While the world has become much more accepting of same-sex couples, with many states including Massachusetts -- now allowing couples to legally marry, there are still many issues that have to be ironed out as a result. The split of one same-sex couple has left a judge to decide on child support and visitation as part of a child custody agreement. However, the issues brought up in this case could affect all -- not just same-sex -- couples.
The case centers on the daughter of one of the members of the former couple. According to court records, both women raised the girl together while they were in a relationship. When the couple split, they both agreed that each woman would have an equal role in raising the child. However, two years after their split, the biological mother decided to restrict her former partner's role in the young girl's life. An initial ruling gave the non-biological woman some visitation and required her to pay approximately 17 percent of her income in child support.
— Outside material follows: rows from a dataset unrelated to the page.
use chrono::{DateTime, Utc};
use serde::{Deserialize, Serialize};

use super::errors::CartError;
use crate::domain::shared::value_objects::{CartItemId, ProductId, UserId};

/// One (user, product, quantity) row of the authoritative store.
#[derive(Debug, Clone, PartialEq, Serialize, Deserialize)]
pub struct CartLineItem {
    pub id: CartItemId,
    pub user_id: UserId,
    pub product_id: ProductId,
    pub quantity: i32,
    pub created_at: DateTime<Utc>,
    pub updated_at: DateTime<Utc>,
    #[serde(default, skip_serializing_if = "Option::is_none")]
    pub deleted_at: Option<DateTime<Utc>>,
}

impl CartLineItem {
    /// Constructor for data already persisted in the repository (no validation).
    pub fn from_repository(
        id: CartItemId,
        user_id: UserId,
        product_id: ProductId,
        quantity: i32,
        created_at: DateTime<Utc>,
        updated_at: DateTime<Utc>,
        deleted_at: Option<DateTime<Utc>>,
    ) -> Self {
        Self {
            id,
            user_id,
            product_id,
            quantity,
            created_at,
            updated_at,
            deleted_at,
        }
    }

    pub fn is_deleted(&self) -> bool {
        self.deleted_at.is_some()
    }

    /// Returns a copy carrying `quantity`, stamped as updated now.
    pub fn with_quantity(&self, quantity: i32) -> Result<Self, CartError> {
        if quantity <= 0 {
            return Err(CartError::InvalidQuantity);
        }
        Ok(Self {
            quantity,
            updated_at: Utc::now(),
            ..self.clone()
        })
    }
}

/// A line item that has not been stored yet. The store assigns its identity.
#[derive(Debug, Clone, PartialEq)]
pub struct NewCartLineItem {
    pub user_id: UserId,
    pub product_id: ProductId,
    pub quantity: i32,
}

impl NewCartLineItem {
    pub fn new(user_id: UserId, product_id: ProductId, quantity: i32) -> Result<Self, CartError> {
        if quantity <= 0 {
            return Err(CartError::InvalidQuantity);
        }
        Ok(Self {
            user_id,
            product_id,
            quantity,
        })
    }
}

/// A line item joined with the product's display data at read time.
#[derive(Debug, Clone, PartialEq, Serialize, Deserialize)]
pub struct CartEntry {
    #[serde(flatten)]
    pub item: CartLineItem,
    pub product_name: String,
    pub product_price: f64,
}
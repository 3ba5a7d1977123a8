use serde::{Deserialize, Serialize};

use crate::domain::broker::JSON_CONTENT_TYPE;
use crate::domain::shared::value_objects::{ProductId, UserId};

#[derive(Debug, Clone, PartialEq, Eq, thiserror::Error)]
pub enum CommandDecodeError {
    #[error("cart_command.unsupported_content_type: {0}")]
    UnsupportedContentType(String),
    #[error("cart_command.invalid_payload: {0}")]
    InvalidPayload(String),
}

/// Wire payload of a cart-add request.
///
/// Immutable once published. Unknown and missing fields are rejected so that a
/// payload from an incompatible producer is never half-applied.
#[derive(Debug, Clone, PartialEq, Eq, Serialize, Deserialize)]
#[serde(deny_unknown_fields)]
pub struct CartMutationCommand {
    pub user_id: UserId,
    pub product_id: ProductId,
    pub quantity: i32,
}

impl CartMutationCommand {
    pub fn new(user_id: UserId, product_id: ProductId, quantity: i32) -> Self {
        Self {
            user_id,
            product_id,
            quantity,
        }
    }

    pub fn encode(&self) -> Result<Vec<u8>, serde_json::Error> {
        serde_json::to_vec(self)
    }

    pub fn decode(content_type: &str, payload: &[u8]) -> Result<Self, CommandDecodeError> {
        // Producers may append parameters such as "; charset=utf-8".
        let media_type = content_type.split(';').next().unwrap_or_default().trim();
        if !media_type.eq_ignore_ascii_case(JSON_CONTENT_TYPE) {
            return Err(CommandDecodeError::UnsupportedContentType(
                content_type.to_string(),
            ));
        }

        serde_json::from_slice(payload)
            .map_err(|e| CommandDecodeError::InvalidPayload(e.to_string()))
    }
}
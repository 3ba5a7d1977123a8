use async_trait::async_trait;

use crate::domain::cart::errors::CartError;
use crate::domain::cart::model::CartEntry;
use crate::domain::shared::value_objects::{CartItemId, UserId};

#[derive(Debug, Clone)]
pub struct GetCartItemParams {
    pub id: CartItemId,
    pub user_id: UserId,
}

#[async_trait]
pub trait GetCartItemUseCase: Send + Sync {
    async fn execute(&self, params: GetCartItemParams) -> Result<CartEntry, CartError>;
}
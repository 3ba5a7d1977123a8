use async_trait::async_trait;
use sqlx::PgPool;
use uuid::Uuid;

use business::domain::cart::model::{CartEntry, CartLineItem, NewCartLineItem};
use business::domain::cart::repository::{CartRepository, CreateOutcome};
use business::domain::errors::RepositoryError;
use business::domain::shared::value_objects::{CartItemId, UserId};

use super::entity::{CartEntryEntity, CartItemEntity};
use crate::db::to_db_id;

const SELECT_ENTRY: &str = r#"SELECT c.id, c.user_id, c.product_id, c.quantity, c.created_at, c.updated_at, c.deleted_at,
        p.name AS product_name, p.price AS product_price
    FROM cart_items c
    JOIN products p ON p.id = c.product_id"#;

pub struct CartRepositoryPostgres {
    pool: PgPool,
}

impl CartRepositoryPostgres {
    pub fn new(pool: PgPool) -> Self {
        Self { pool }
    }
}

fn map_write_error(error: sqlx::Error) -> RepositoryError {
    match &error {
        sqlx::Error::Database(db) if db.is_foreign_key_violation() => RepositoryError::NotFound,
        _ => {
            tracing::error!(error = %error, "cart_items write failed");
            RepositoryError::DatabaseError
        }
    }
}

fn map_read_error(error: sqlx::Error) -> RepositoryError {
    tracing::error!(error = %error, "cart_items read failed");
    RepositoryError::DatabaseError
}

#[async_trait]
impl CartRepository for CartRepositoryPostgres {
    async fn create(
        &self,
        item: &NewCartLineItem,
        source_message_id: Option<Uuid>,
    ) -> Result<CreateOutcome, RepositoryError> {
        // A NULL source id never conflicts, so direct inserts always create a row.
        let entity = sqlx::query_as::<_, CartItemEntity>(
            r#"INSERT INTO cart_items (user_id, product_id, quantity, source_message_id)
            VALUES ($1, $2, $3, $4)
            ON CONFLICT (source_message_id) DO NOTHING
            RETURNING id, user_id, product_id, quantity, created_at, updated_at, deleted_at"#,
        )
        .bind(to_db_id(item.user_id.value())?)
        .bind(to_db_id(item.product_id.value())?)
        .bind(item.quantity)
        .bind(source_message_id)
        .fetch_optional(&self.pool)
        .await
        .map_err(map_write_error)?;

        Ok(match entity {
            Some(entity) => CreateOutcome::Created(entity.into_domain()),
            None => CreateOutcome::AlreadyApplied,
        })
    }

    async fn was_applied(&self, source_message_id: Uuid) -> Result<bool, RepositoryError> {
        sqlx::query_scalar::<_, bool>(
            "SELECT EXISTS (SELECT 1 FROM cart_items WHERE source_message_id = $1)",
        )
        .bind(source_message_id)
        .fetch_one(&self.pool)
        .await
        .map_err(map_read_error)
    }

    async fn get_by_user(&self, user_id: UserId) -> Result<Vec<CartEntry>, RepositoryError> {
        let entities = sqlx::query_as::<_, CartEntryEntity>(&format!(
            "{SELECT_ENTRY} WHERE c.user_id = $1 AND c.deleted_at IS NULL ORDER BY c.created_at, c.id"
        ))
        .bind(to_db_id(user_id.value())?)
        .fetch_all(&self.pool)
        .await
        .map_err(map_read_error)?;

        Ok(entities.into_iter().map(|e| e.into_domain()).collect())
    }

    async fn get_by_id(
        &self,
        id: CartItemId,
        user_id: UserId,
    ) -> Result<CartEntry, RepositoryError> {
        let entity = sqlx::query_as::<_, CartEntryEntity>(&format!(
            "{SELECT_ENTRY} WHERE c.id = $1 AND c.user_id = $2 AND c.deleted_at IS NULL"
        ))
        .bind(to_db_id(id.value())?)
        .bind(to_db_id(user_id.value())?)
        .fetch_optional(&self.pool)
        .await
        .map_err(map_read_error)?
        .ok_or(RepositoryError::NotFound)?;

        Ok(entity.into_domain())
    }

    async fn update(&self, item: &CartLineItem) -> Result<(), RepositoryError> {
        let result = sqlx::query(
            r#"UPDATE cart_items SET quantity = $1, updated_at = $2
            WHERE id = $3 AND user_id = $4 AND deleted_at IS NULL"#,
        )
        .bind(item.quantity)
        .bind(item.updated_at)
        .bind(to_db_id(item.id.value())?)
        .bind(to_db_id(item.user_id.value())?)
        .execute(&self.pool)
        .await
        .map_err(map_write_error)?;

        if result.rows_affected() == 0 {
            return Err(RepositoryError::NotFound);
        }
        Ok(())
    }

    async fn delete(&self, id: CartItemId, user_id: UserId) -> Result<(), RepositoryError> {
        let result = sqlx::query(
            r#"UPDATE cart_items SET deleted_at = NOW(), updated_at = NOW()
            WHERE id = $1 AND user_id = $2 AND deleted_at IS NULL"#,
        )
        .bind(to_db_id(id.value())?)
        .bind(to_db_id(user_id.value())?)
        .execute(&self.pool)
        .await
        .map_err(map_write_error)?;

        if result.rows_affected() == 0 {
            return Err(RepositoryError::NotFound);
        }
        Ok(())
    }
}
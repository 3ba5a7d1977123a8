use async_trait::async_trait;

use crate::domain::cart::command::CartMutationCommand;
use crate::domain::cart::errors::CartError;
use crate::domain::shared::value_objects::{ProductId, UserId};

#[derive(Debug, Clone)]
pub struct AddToCartParams {
    pub user_id: UserId,
    pub product_id: ProductId,
    pub quantity: i32,
}

/// Validates a cart-add request and enqueues it. Success means "accepted", not "applied".
#[async_trait]
pub trait AddToCartUseCase: Send + Sync {
    async fn execute(&self, params: AddToCartParams) -> Result<CartMutationCommand, CartError>;
}
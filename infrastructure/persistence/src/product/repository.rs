use async_trait::async_trait;
use sqlx::PgPool;

use business::domain::errors::RepositoryError;
use business::domain::product::model::Product;
use business::domain::product::repository::ProductRepository;
use business::domain::shared::value_objects::ProductId;

use super::entity::ProductEntity;
use crate::db::to_db_id;

pub struct ProductRepositoryPostgres {
    pool: PgPool,
}

impl ProductRepositoryPostgres {
    pub fn new(pool: PgPool) -> Self {
        Self { pool }
    }
}

#[async_trait]
impl ProductRepository for ProductRepositoryPostgres {
    async fn get_by_id(&self, id: ProductId) -> Result<Product, RepositoryError> {
        let entity = sqlx::query_as::<_, ProductEntity>(
            "SELECT id, name, price, stock FROM products WHERE id = $1",
        )
        .bind(to_db_id(id.value())?)
        .fetch_optional(&self.pool)
        .await
        .map_err(|e| {
            tracing::error!(product_id = %id, error = %e, "product lookup failed");
            RepositoryError::DatabaseError
        })?
        .ok_or(RepositoryError::NotFound)?;

        Ok(entity.into_domain())
    }
}
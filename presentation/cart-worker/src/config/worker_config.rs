use std::env;
use std::time::Duration;

use super::parse_or;

/// Worker pool settings
#[derive(Debug, Clone)]
pub struct WorkerConfig {
    pub concurrency: usize,
    pub poll_interval: Duration,
    pub revalidate_stock: bool,
}

impl WorkerConfig {
    /// Environment variables:
    /// - CART_WORKER_CONCURRENCY: number of consumers (default: 1, preserves queue order)
    /// - CART_WORKER_POLL_INTERVAL_MS: idle wait between empty receives (default: 500)
    /// - CART_WORKER_REVALIDATE_STOCK: re-check stock before applying (default: true)
    pub fn from_env() -> anyhow::Result<Self> {
        Self::from_lookup(|key| env::var(key).ok())
    }

    pub(crate) fn from_lookup(lookup: impl Fn(&str) -> Option<String>) -> anyhow::Result<Self> {
        Ok(Self {
            concurrency: parse_or(&lookup, "CART_WORKER_CONCURRENCY", 1usize)?.max(1),
            poll_interval: Duration::from_millis(parse_or(
                &lookup,
                "CART_WORKER_POLL_INTERVAL_MS",
                500,
            )?),
            revalidate_stock: parse_or(&lookup, "CART_WORKER_REVALIDATE_STOCK", true)?,
        })
    }
}
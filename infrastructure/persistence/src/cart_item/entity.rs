use bigdecimal::BigDecimal;
use chrono::{DateTime, Utc};
use num_traits::ToPrimitive;
use sqlx::FromRow;

use business::domain::cart::model::{CartEntry, CartLineItem};
use business::domain::shared::value_objects::{CartItemId, ProductId, UserId};

#[derive(Debug, FromRow)]
pub struct CartItemEntity {
    pub id: i64,
    pub user_id: i64,
    pub product_id: i64,
    pub quantity: i32,
    pub created_at: DateTime<Utc>,
    pub updated_at: DateTime<Utc>,
    pub deleted_at: Option<DateTime<Utc>>,
}

impl CartItemEntity {
    pub fn into_domain(self) -> CartLineItem {
        CartLineItem::from_repository(
            CartItemId::new(self.id as u64),
            UserId::new(self.user_id as u64),
            ProductId::new(self.product_id as u64),
            self.quantity,
            self.created_at,
            self.updated_at,
            self.deleted_at,
        )
    }
}

/// A cart row joined with the product it references.
#[derive(Debug, FromRow)]
pub struct CartEntryEntity {
    #[sqlx(flatten)]
    pub item: CartItemEntity,
    pub product_name: String,
    pub product_price: BigDecimal,
}

impl CartEntryEntity {
    pub fn into_domain(self) -> CartEntry {
        CartEntry {
            item: self.item.into_domain(),
            product_name: self.product_name,
            product_price: self.product_price.to_f64().unwrap_or_default(),
        }
    }
}
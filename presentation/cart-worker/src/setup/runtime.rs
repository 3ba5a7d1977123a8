use tokio::sync::watch;

use crate::config::worker_config::WorkerConfig;
use crate::setup::dependency_injection::DependencyContainer;

pub struct WorkerRuntime;

impl WorkerRuntime {
    /// Runs the worker pool until SIGINT/SIGTERM, then lets in-flight messages settle.
    pub async fn run(config: &WorkerConfig, container: DependencyContainer) -> anyhow::Result<()> {
        match container.queue.pending_count().await {
            Ok(pending) => tracing::info!(
                queue = container.queue.queue(),
                pending,
                workers = config.concurrency,
                revalidate_stock = config.revalidate_stock,
                "starting cart workers"
            ),
            Err(e) => tracing::warn!(error = %e, "could not read queue depth"),
        }

        let (shutdown_tx, shutdown_rx) = watch::channel(false);
        let pool = container.worker_pool(config);
        let workers = tokio::spawn(pool.run(shutdown_rx));

        shutdown_signal().await;
        let _ = shutdown_tx.send(true);

        let stats = workers.await?;
        tracing::info!(
            acked = stats.acked,
            rejected = stats.rejected,
            requeued = stats.requeued,
            "cart workers stopped"
        );
        Ok(())
    }
}

async fn shutdown_signal() {
    let ctrl_c = async {
        if let Err(e) = tokio::signal::ctrl_c().await {
            tracing::error!(error = %e, "failed to listen for ctrl-c");
            std::future::pending::<()>().await;
        }
    };

    #[cfg(unix)]
    let terminate = async {
        match tokio::signal::unix::signal(tokio::signal::unix::SignalKind::terminate()) {
            Ok(mut signal) => {
                signal.recv().await;
            }
            Err(e) => {
                tracing::error!(error = %e, "failed to listen for SIGTERM");
                std::future::pending::<()>().await;
            }
        }
    };

    #[cfg(not(unix))]
    let terminate = std::future::pending::<()>();

    tokio::select! {
        _ = ctrl_c => {},
        _ = terminate => {},
    }
    tracing::info!("shutdown signal received");
}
Both women were unhappy with the ruling, and both appealed. The next ruling stated that the court had no authority to require the non-biological parent to pay child support. However, the court does have the right to provide visitation to a person who has a parent-like relationship with a child, even if not related, if it feels it is in the best interest of the child. As even the biological mother admits her former partner has a parent-child relationship with the girl, the visitation rights remained.
In any child custody case, it is important for both sides to consider the best interest of the child. Often it is difficult for former partners to separate their personal emotions from those surrounding their care of their child, but it is possible to do. Former partners in Massachusetts who have concerns surrounding visitation or custody have the right to have their case heard in a court of family law.